Egarr a consacré un temps considérable à expliquer la curieuse numérologie de Bach, comment on trouve systématiquement des modèles de nombres dans ses partitions, certains basés sur des nombres essentiels au christianisme (trois et multiples de trois) et d'autres basés sur l'association numérique de lettres et de nombres (A est égal à 1, B est égal à 2) qui donne 14 et 41 comme signature personnelle de Bach (en additionnant les lettres de son nom de famille, ou son nom de famille et ses initiales, J et S). Egarr a souligné certaines des connexions, y compris les modèles de trois dans la Partita en mi mineur, et que le nombre de mouvements dans les six partitas de Bach s'élève à 41 et que le compositeur avait 41 ans lorsqu'il les a publiés.

Coïncidence?
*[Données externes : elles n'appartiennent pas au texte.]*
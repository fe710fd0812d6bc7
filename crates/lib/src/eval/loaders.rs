//! File loading with a per-file `__dir` variable.
//!
//! Every file loaded through [`load_file_with_dir`], `dofile` or `require`
//! sees `__dir`, the directory containing it. The directory of the file being
//! evaluated is also kept in the registry so builtins such as `sprout.path`
//! resolve relative paths against the file that called them.

use std::fs;
use std::path::{Path, PathBuf};

use mlua::prelude::*;

const CURRENT_DIR_KEY: &str = "__sprout_current_dir";

/// Evaluate the Lua file at `path` in an environment carrying `__dir`.
pub fn load_file_with_dir(lua: &Lua, path: &Path) -> LuaResult<LuaValue> {
  let canonical = dunce::canonicalize(path)
    .map_err(|e| LuaError::external(format!("cannot resolve '{}': {}", path.display(), e)))?;
  let content = fs::read_to_string(&canonical)
    .map_err(|e| LuaError::external(format!("cannot read '{}': {}", canonical.display(), e)))?;
  let dir = canonical
    .parent()
    .unwrap_or(Path::new("."))
    .to_string_lossy()
    .into_owned();

  with_current_dir(lua, Path::new(&dir), || {
    let env = file_env(lua, &dir)?;
    lua
      .load(&content)
      .set_name(format!("@{}", canonical.display()))
      .set_environment(env)
      .eval::<LuaValue>()
  })
}

/// Run `f` with `dir` as the current file directory.
///
/// The previous directory is restored even when `f` fails.
pub fn with_current_dir<R>(lua: &Lua, dir: &Path, f: impl FnOnce() -> LuaResult<R>) -> LuaResult<R> {
  let prev_dir: Option<String> = lua.named_registry_value(CURRENT_DIR_KEY)?;
  lua.set_named_registry_value(CURRENT_DIR_KEY, dir.to_string_lossy().into_owned())?;
  let result = f();
  lua.set_named_registry_value(CURRENT_DIR_KEY, prev_dir)?;
  result
}

fn file_env(lua: &Lua, dir: &str) -> LuaResult<LuaTable> {
  let env = lua.create_table()?;
  env.set("__dir", dir)?;

  let mt = lua.create_table()?;
  mt.set("__index", lua.globals())?;
  mt.set("__newindex", lua.globals())?;
  env.set_metatable(Some(mt))?;
  Ok(env)
}

/// Directory of the file currently being evaluated, if any.
pub fn current_dir(lua: &Lua) -> LuaResult<Option<PathBuf>> {
  let dir: Option<String> = lua.named_registry_value(CURRENT_DIR_KEY)?;
  Ok(dir.map(PathBuf::from))
}

/// Resolve `path` against the current file's directory, or the working directory.
pub fn resolve_path(lua: &Lua, path: &str) -> LuaResult<PathBuf> {
  let path = Path::new(path);
  if path.is_absolute() {
    return Ok(path.to_path_buf());
  }
  match current_dir(lua)? {
    Some(dir) => Ok(dir.join(path)),
    None => Ok(path.to_path_buf()),
  }
}

fn create_lua_searcher(lua: &Lua) -> LuaResult<LuaFunction> {
  lua.create_function(|lua, modname: String| {
    let package: LuaTable = lua.globals().get("package")?;
    let search_path: String = package.get("path")?;
    let searchpath: LuaFunction = package.get("searchpath")?;
    let found: LuaMultiValue = searchpath.call((modname.clone(), search_path))?;

    match found.into_iter().next() {
      Some(LuaValue::String(file)) => {
        let file = file.to_str()?.to_string();
        let target = PathBuf::from(&file);
        let loader = lua.create_function(move |lua, _: LuaMultiValue| load_file_with_dir(lua, &target))?;
        Ok((LuaValue::Function(loader), file))
      }
      _ => Ok((LuaValue::Nil, format!("\n\tno file for module '{modname}'"))),
    }
  })
}

/// Replace `dofile` and the Lua file searcher used by `require`.
pub fn install_loaders(lua: &Lua) -> LuaResult<()> {
  let package: LuaTable = lua.globals().get("package")?;
  let searchers: LuaTable = package.get("searchers")?;
  searchers.set(2, create_lua_searcher(lua)?)?;

  let dofile = lua.create_function(|lua, path: Option<String>| match path {
    Some(path) => load_file_with_dir(lua, &resolve_path(lua, &path)?),
    None => Err(LuaError::external("dofile() without a path is not supported")),
  })?;
  lua.globals().set("dofile", dofile)?;

  Ok(())
}
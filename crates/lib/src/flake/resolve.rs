//! Flake resolution: from a reference to a locked tree of fetched sources.
//!
//! 1. The top-level reference is looked up in the registries (if indirect)
//!    and fetched.
//! 2. Its lock file is read, unless the mode recreates it.
//! 3. Inputs declared in `flake.lua` keep their lock entry when the entry was
//!    made for the same reference; other inputs are fetched and locked (their
//!    own inputs recursively) if the mode allows updates. Entries for inputs
//!    that are no longer declared are dropped.
//! 4. A changed lock file is written next to a local top-level flake when the
//!    mode allows writing.
//! 5. Every locked input is fetched from its locked reference and checked
//!    against the recorded content hash.

use std::collections::BTreeMap;
use std::path::PathBuf;

use tracing::{debug, info, warn};

use super::fetch::SourceInfo;
use super::{FlakeError, FlakeRef, LockFile, LockFileMode, LockedInput};
use crate::consts::FLAKE_LOCK_FILENAME;

/// What `flake.lua` declares besides its outputs.
#[derive(Debug, Clone, Default, PartialEq, Eq)]
pub struct FlakeMetadata {
  pub description: Option<String>,
  /// Input name to flake reference, as written.
  pub inputs: BTreeMap<String, String>,
}

/// Registry lookup, fetching and metadata evaluation used during resolution.
pub trait FlakeSource {
  /// Resolve an indirect reference through the registries.
  fn lookup(&self, flake_ref: &FlakeRef) -> Result<FlakeRef, FlakeError>;

  fn fetch(&self, flake_ref: &FlakeRef) -> Result<SourceInfo, FlakeError>;

  fn metadata(&self, source: &SourceInfo) -> Result<FlakeMetadata, FlakeError>;
}

/// A fetched flake.
#[derive(Debug, Clone, PartialEq, Eq)]
pub struct Flake {
  /// The reference as given.
  pub original: FlakeRef,
  /// The direct reference it was fetched from.
  pub resolved: FlakeRef,
  pub source: SourceInfo,
  pub description: Option<String>,
  pub inputs: BTreeMap<String, String>,
}

impl Flake {
  /// Parse the reference of input `name`; relative paths are relative to the flake.
  pub fn input_ref(&self, name: &str) -> Result<FlakeRef, FlakeError> {
    let raw = self.inputs.get(name).ok_or_else(|| FlakeError::Evaluation {
      flake: self.original.to_string(),
      message: format!("no input named '{name}'"),
    })?;
    FlakeRef::parse_relative(raw, &self.base_dir())
  }

  fn base_dir(&self) -> PathBuf {
    self
      .source
      .original_dir
      .clone()
      .unwrap_or_else(|| self.source.store_path.as_path().to_path_buf())
  }

  /// Where the lock file of this flake is read from.
  pub fn lock_path(&self) -> PathBuf {
    self.base_dir().join(FLAKE_LOCK_FILENAME)
  }
}

/// A locked input and its own locked inputs.
#[derive(Debug, Clone, PartialEq, Eq)]
pub struct ResolvedInput {
  pub flake: Flake,
  pub inputs: BTreeMap<String, ResolvedInput>,
}

#[derive(Debug, Clone, PartialEq, Eq)]
pub struct ResolvedFlake {
  pub flake: Flake,
  pub lock: LockFile,
  pub inputs: BTreeMap<String, ResolvedInput>,
}

/// Look up (if needed and allowed) and fetch a flake.
pub fn get_flake(src: &dyn FlakeSource, flake_ref: &FlakeRef, use_registries: bool) -> Result<Flake, FlakeError> {
  let resolved = match flake_ref {
    FlakeRef::Indirect { id, .. } if !use_registries => {
      return Err(FlakeError::RegistryDisabled { id: id.clone() });
    }
    FlakeRef::Indirect { .. } => src.lookup(flake_ref)?,
    direct => direct.clone(),
  };

  let source = src.fetch(&resolved)?;
  let metadata = src.metadata(&source)?;
  debug!(flake = %flake_ref, path = %source.store_path, "fetched flake");

  Ok(Flake {
    original: flake_ref.clone(),
    resolved,
    source,
    description: metadata.description,
    inputs: metadata.inputs,
  })
}

/// Compute the lock file of `flake_ref` and fetch every locked input.
pub fn resolve_flake(src: &dyn FlakeSource, flake_ref: &FlakeRef, mode: LockFileMode) -> Result<ResolvedFlake, FlakeError> {
  let flake = get_flake(src, flake_ref, mode.allowed_to_use_registries())?;

  let old_lock = if mode.recreate() {
    LockFile::new()
  } else {
    LockFile::load(&flake.lock_path())?.unwrap_or_default()
  };

  let lock = LockFile {
    inputs: update_locks(src, &flake, mode, &old_lock.inputs)?,
    ..LockFile::new()
  };

  if lock != old_lock {
    if mode.allowed_to_write() {
      match &flake.source.original_dir {
        Some(dir) => {
          let path = dir.join(FLAKE_LOCK_FILENAME);
          lock.save(&path)?;
          info!(path = %path.display(), "wrote lock file");
        }
        None => warn!(flake = %flake_ref, "cannot write lock file of remote flake"),
      }
    } else if mode != LockFileMode::AllPure {
      warn!(flake = %flake_ref, "using updated lock file without writing it");
    }
  }

  let inputs = realize_inputs(src, &lock.inputs)?;
  Ok(ResolvedFlake { flake, lock, inputs })
}

fn update_locks(
  src: &dyn FlakeSource,
  flake: &Flake,
  mode: LockFileMode,
  old: &BTreeMap<String, LockedInput>,
) -> Result<BTreeMap<String, LockedInput>, FlakeError> {
  let mut new = BTreeMap::new();

  for (name, url) in &flake.inputs {
    match old.get(name) {
      Some(entry) if entry.url == *url => {
        new.insert(name.clone(), entry.clone());
      }
      _ => {
        if !mode.allowed_to_update() {
          return Err(FlakeError::PureUpdate { id: name.clone() });
        }
        let input = get_flake(src, &flake.input_ref(name)?, mode.allowed_to_use_registries())?;
        let inputs = update_locks(src, &input, mode, &BTreeMap::new())?;
        info!(input = %name, locked = %input.source.locked, "locked flake input");
        new.insert(
          name.clone(),
          LockedInput {
            url: url.clone(),
            locked: input.source.locked.to_string(),
            nar_hash: input.source.nar_hash.clone(),
            inputs,
          },
        );
      }
    }
  }

  Ok(new)
}

fn realize_inputs(
  src: &dyn FlakeSource,
  inputs: &BTreeMap<String, LockedInput>,
) -> Result<BTreeMap<String, ResolvedInput>, FlakeError> {
  let mut resolved = BTreeMap::new();
  for (name, entry) in inputs {
    let locked = FlakeRef::parse(&entry.locked)?;
    let flake = get_flake(src, &locked, false)?;
    if flake.source.nar_hash != entry.nar_hash {
      return Err(FlakeError::HashMismatch {
        id: name.clone(),
        expected: entry.nar_hash.clone(),
        actual: flake.source.nar_hash,
      });
    }
    let children = realize_inputs(src, &entry.inputs)?;
    resolved.insert(
      name.clone(),
      ResolvedInput {
        flake,
        inputs: children,
      },
    );
  }
  Ok(resolved)
}
use std::path::PathBuf;
use std::rc::Rc;

use clap::Args;
use tracing::debug;

use sprout_lib::platform::paths;
use sprout_lib::store::{LocalStore, Store, StoreError};

/// Access to the local store, opened on first use.
#[derive(Args, Default)]
pub struct StoreArgs {
  /// Root directory of the store
  #[arg(long = "store", value_name = "DIR", env = sprout_lib::consts::STORE_ENV)]
  pub store_root: Option<PathBuf>,

  #[arg(skip)]
  store: Option<Rc<dyn Store>>,
}

impl StoreArgs {
  pub fn root(&self) -> PathBuf {
    self.store_root.clone().unwrap_or_else(paths::store_root)
  }

  pub fn get_store(&mut self) -> Result<Rc<dyn Store>, StoreError> {
    if let Some(store) = &self.store {
      return Ok(store.clone());
    }
    let root = self.root();
    debug!(root = %root.display(), "opening store");
    let store: Rc<dyn Store> = Rc::new(LocalStore::open(&root)?);
    self.store = Some(store.clone());
    Ok(store)
  }
}
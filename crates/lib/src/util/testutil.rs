//! Test helpers shared by the library's unit tests.

use std::path::Path;

use tempfile::TempDir;

use crate::store::{Derivation, LocalStore};

/// A `/bin/sh -c <script>` derivation with its outputs already computed.
pub fn sh_derivation(store_dir: &Path, name: &str, script: &str) -> Derivation {
  let mut drv = Derivation::new(name, crate::platform::current_system(), "/bin/sh");
  drv.args = vec!["-c".to_string(), script.to_string()];
  drv.compute_outputs(store_dir).unwrap();
  drv
}

/// A fresh local store rooted in a temporary directory.
pub fn temp_store() -> (TempDir, LocalStore) {
  let temp = TempDir::new().unwrap();
  let store = LocalStore::open(temp.path()).unwrap();
  (temp, store)
}

/// Write `content` to `dir/name`, creating parent directories.
pub fn write_file(dir: &Path, name: &str, content: &str) {
  let path = dir.join(name);
  if let Some(parent) = path.parent() {
    std::fs::create_dir_all(parent).unwrap();
  }
  std::fs::write(path, content).unwrap();
}
#[cfg(test)]
mod tests {
  use super::*;
  use crate::eval::LuaEvaluator;
  use crate::util::testutil::{temp_store, write_file};
  use serial_test::serial;
  use tempfile::TempDir;

  const SYSTEM: &str = "x86_64-linux";

  /// Counts how often the evaluator was requested.
  struct CountingProvider {
    evaluator: Rc<dyn Evaluator>,
    calls: usize,
  }

  impl EvaluatorProvider for CountingProvider {
    fn evaluator(&mut self) -> Result<Rc<dyn Evaluator>, EvalError> {
      self.calls += 1;
      Ok(self.evaluator.clone())
    }
  }

  struct Fixture {
    temp: TempDir,
    store: Rc<dyn Store>,
    provider: CountingProvider,
  }

  fn fixture() -> Fixture {
    let (temp, store) = temp_store();
    let store: Rc<dyn Store> = Rc::new(store);
    let evaluator = LuaEvaluator::with_system(store.clone(), SYSTEM).unwrap();
    Fixture {
      temp,
      store,
      provider: CountingProvider {
        evaluator: Rc::new(evaluator),
        calls: 0,
      },
    }
  }

  const PACKAGES: &str = r#"
    local function pkg(name)
      return sprout.derivation { name = name, builder = "/bin/sh", args = { "-c", "true" } }
    end
    return {
      hello = pkg("hello-top"),
      packages = { ["x86_64-linux"] = { hello = pkg("hello-pkgs"), tool = pkg("tool") } },
      legacyPackages = { ["x86_64-linux"] = { tool = pkg("tool-legacy"), old = pkg("old") } },
      defaultPackage = { ["x86_64-linux"] = pkg("default") },
      broken = function() error("boom") end,
    }
  "#;

  fn with_file(fixture: &Fixture) -> SourceExprOptions {
    write_file(fixture.temp.path(), "pkgs.lua", PACKAGES);
    SourceExprOptions {
      file: Some(fixture.temp.path().join("pkgs.lua")),
      ..SourceExprOptions::packages(SYSTEM)
    }
  }

  fn drv_name(installable: &Installable) -> String {
    match installable {
      Installable::StorePath { .. } => panic!("expected a value"),
      Installable::AttrPath { value, .. } | Installable::Flake { value, .. } | Installable::Expr { value, .. } => {
        value.as_derivation().unwrap().unwrap().name
      }
    }
  }

  fn strings(items: &[&str]) -> Vec<String> {
    items.iter().map(|s| s.to_string()).collect()
  }

  mod store_paths {
    use super::*;

    #[test]
    fn store_paths_skip_the_evaluator() {
      let mut f = fixture();
      let opts = SourceExprOptions::packages(SYSTEM);
      let path = format!("{}/{}-hello/bin/hello", f.store.store_dir().display(), "a".repeat(32));

      let installables = parse_installables(f.store.as_ref(), &mut f.provider, &opts, &strings(&[&path])).unwrap();

      assert_eq!(f.provider.calls, 0);
      match &installables[..] {
        [Installable::StorePath { path }] => assert_eq!(path.name(), "hello"),
        other => panic!("unexpected {other:?}"),
      }
    }

    #[test]
    fn foreign_absolute_paths_are_flakes() {
      let mut f = fixture();
      let opts = SourceExprOptions::packages(SYSTEM);
      let missing = f.temp.path().join("nowhere");
      let err = parse_installable(
        f.store.as_ref(),
        &mut f.provider,
        &opts,
        &missing.display().to_string(),
      )
      .unwrap_err();
      assert!(matches!(err, InstallableError::Eval { .. }));
    }
  }

  mod attr_paths {
    use super::*;

    #[test]
    fn candidates_are_ordered() {
      let opts = SourceExprOptions::packages(SYSTEM);
      assert_eq!(
        opts.candidates("hello"),
        vec![
          "hello",
          "packages.x86_64-linux.hello",
          "legacyPackages.x86_64-linux.hello",
          "defaultPackage.x86_64-linux.hello",
        ]
      );
      assert_eq!(opts.candidates(""), vec!["defaultPackage.x86_64-linux"]);
    }

    #[test]
    fn first_matching_candidate_wins() {
      let mut f = fixture();
      let opts = with_file(&f);
      let installables = parse_installables(
        f.store.as_ref(),
        &mut f.provider,
        &opts,
        &strings(&["hello", "tool", "old"]),
      )
      .unwrap();
      let names: Vec<String> = installables.iter().map(drv_name).collect();
      assert_eq!(names, vec!["hello-top", "tool", "old"]);
    }

    #[test]
    fn what_is_the_text_as_written() {
      let mut f = fixture();
      let opts = with_file(&f);
      let installable = parse_installable(f.store.as_ref(), &mut f.provider, &opts, "tool").unwrap();
      assert_eq!(installable.what(), "tool");
    }

    #[test]
    fn unresolved_reports_input_verbatim() {
      let mut f = fixture();
      let opts = with_file(&f);
      let err = parse_installable(f.store.as_ref(), &mut f.provider, &opts, "nope.nothing").unwrap_err();
      assert!(matches!(err, InstallableError::Unresolved { ref what } if what == "nope.nothing"));
    }

    #[test]
    fn evaluation_errors_abort() {
      let mut f = fixture();
      let opts = with_file(&f);
      let err = parse_installable(f.store.as_ref(), &mut f.provider, &opts, "broken").unwrap_err();
      assert!(matches!(err, InstallableError::Eval { ref what, .. } if what == "broken"));
      assert!(err.to_string().contains("boom"));
    }

    #[test]
    fn parsing_is_repeatable() {
      let mut f = fixture();
      let opts = with_file(&f);
      let first = parse_installable(f.store.as_ref(), &mut f.provider, &opts, "tool").unwrap();
      let second = parse_installable(f.store.as_ref(), &mut f.provider, &opts, "tool").unwrap();
      assert_eq!(first.what(), second.what());
      assert_eq!(drv_name(&first), drv_name(&second));
    }
  }

  mod expressions {
    use super::*;

    #[test]
    fn parenthesised_text_is_an_expression() {
      let mut f = fixture();
      let opts = SourceExprOptions::packages(SYSTEM);
      let installable = parse_installable(
        f.store.as_ref(),
        &mut f.provider,
        &opts,
        r#"(sprout.derivation { name = "inline", builder = "/bin/sh" })"#,
      )
      .unwrap();
      assert!(matches!(installable, Installable::Expr { .. }));
      assert_eq!(drv_name(&installable), "inline");
    }
  }

  mod defaults {
    use super::*;

    #[test]
    fn empty_input_uses_the_whole_file() {
      let mut f = fixture();
      let opts = with_file(&f);
      let installables = parse_installables(f.store.as_ref(), &mut f.provider, &opts, &[]).unwrap();
      assert_eq!(installables.len(), 1);
      match &installables[0] {
        Installable::AttrPath { attr_path, value } => {
          assert_eq!(attr_path, "");
          assert!(value.get_attr("packages").unwrap().is_some());
        }
        other => panic!("unexpected {other:?}"),
      }
    }

    #[test]
    fn empty_input_without_defaults_is_empty() {
      let mut f = fixture();
      let opts = SourceExprOptions {
        use_default_installables: false,
        ..with_file(&f)
      };
      let installables = parse_installables(f.store.as_ref(), &mut f.provider, &opts, &[]).unwrap();
      assert!(installables.is_empty());
      assert_eq!(f.provider.calls, 0);
    }

    #[test]
    #[serial]
    #[cfg(unix)]
    fn empty_input_falls_back_to_default_expression() {
      let mut f = fixture();
      let config = f.temp.path().join("config");
      write_file(&config, "sprout/default.lua", "return { answer = 42 }");
      let opts = SourceExprOptions::packages(SYSTEM);

      let installables = temp_env::with_var("XDG_CONFIG_HOME", Some(&config), || {
        parse_installables(f.store.as_ref(), &mut f.provider, &opts, &[]).unwrap()
      });

      assert_eq!(installables.len(), 1);
      match &installables[0] {
        Installable::AttrPath { value, .. } => assert_eq!(value.get_attr("answer").unwrap(), Some(Value::Int(42))),
        other => panic!("unexpected {other:?}"),
      }
    }
  }

  mod flakes {
    use super::*;

    fn write_flake(dir: &Path) {
      write_file(
        dir,
        "flake.lua",
        &format!("return {{ description = \"test\", outputs = function(inputs) {} end }}", PACKAGES),
      );
    }

    fn flake_opts() -> SourceExprOptions {
      SourceExprOptions {
        lock_file_mode: LockFileMode::UseUpdatedLockFile,
        ..SourceExprOptions::packages(SYSTEM)
      }
    }

    #[test]
    fn fragment_is_resolved_against_outputs() {
      let mut f = fixture();
      let dir = dunce::canonicalize(f.temp.path()).unwrap().join("proj");
      write_flake(&dir);
      let input = format!("path:{}#tool", dir.display());

      let installable = parse_installable(f.store.as_ref(), &mut f.provider, &flake_opts(), &input).unwrap();

      assert_eq!(drv_name(&installable), "tool");
      assert_eq!(
        installable.what(),
        format!("path:{}#packages.x86_64-linux.tool", dir.display())
      );
    }

    #[test]
    fn empty_fragment_uses_default_package() {
      let mut f = fixture();
      let dir = dunce::canonicalize(f.temp.path()).unwrap().join("proj");
      write_flake(&dir);

      let installable =
        parse_installable(f.store.as_ref(), &mut f.provider, &flake_opts(), &dir.display().to_string()).unwrap();
      assert_eq!(drv_name(&installable), "default");
    }

    #[test]
    fn missing_fragment_is_unresolved() {
      let mut f = fixture();
      let dir = dunce::canonicalize(f.temp.path()).unwrap().join("proj");
      write_flake(&dir);
      let input = format!("{}#missing", dir.display());

      let err = parse_installable(f.store.as_ref(), &mut f.provider, &flake_opts(), &input).unwrap_err();
      assert!(matches!(err, InstallableError::Unresolved { ref what } if *what == input));
    }
  }
}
Ou la preuve d'un autre niveau de complexité dans la pensée créative de Bach ? Egarr croit certainement ce dernier. Je t'avais dit que je t'épaterais, dit-il. Mais beaucoup d'entre eux sont probablement une pure coïncidence. Même ceux qui étaient délibérés n'ajoutent pas nécessairement de complexité à la musique. Au contraire, ils étaient des manières de penser profondément enracinées pour Bach, opérant probablement au niveau précognitif. Ce qui nous paraissait des signes calculés d'une planification rationnelle était pour lui simplement la seule façon dont il savait écrire de la musique.

Mais ce truc est amusant et intrigant, et Egarr aime l'expliquer. Un peu comme pour le débat sur le fait de savoir si Bach sonne mieux au piano ou au clavecin, il n'y a pas de bonne réponse, et la plupart des amateurs de Bach sont heureux d'être partagés. C'est peut-être vrai, peut-être pas. La musique reste la même.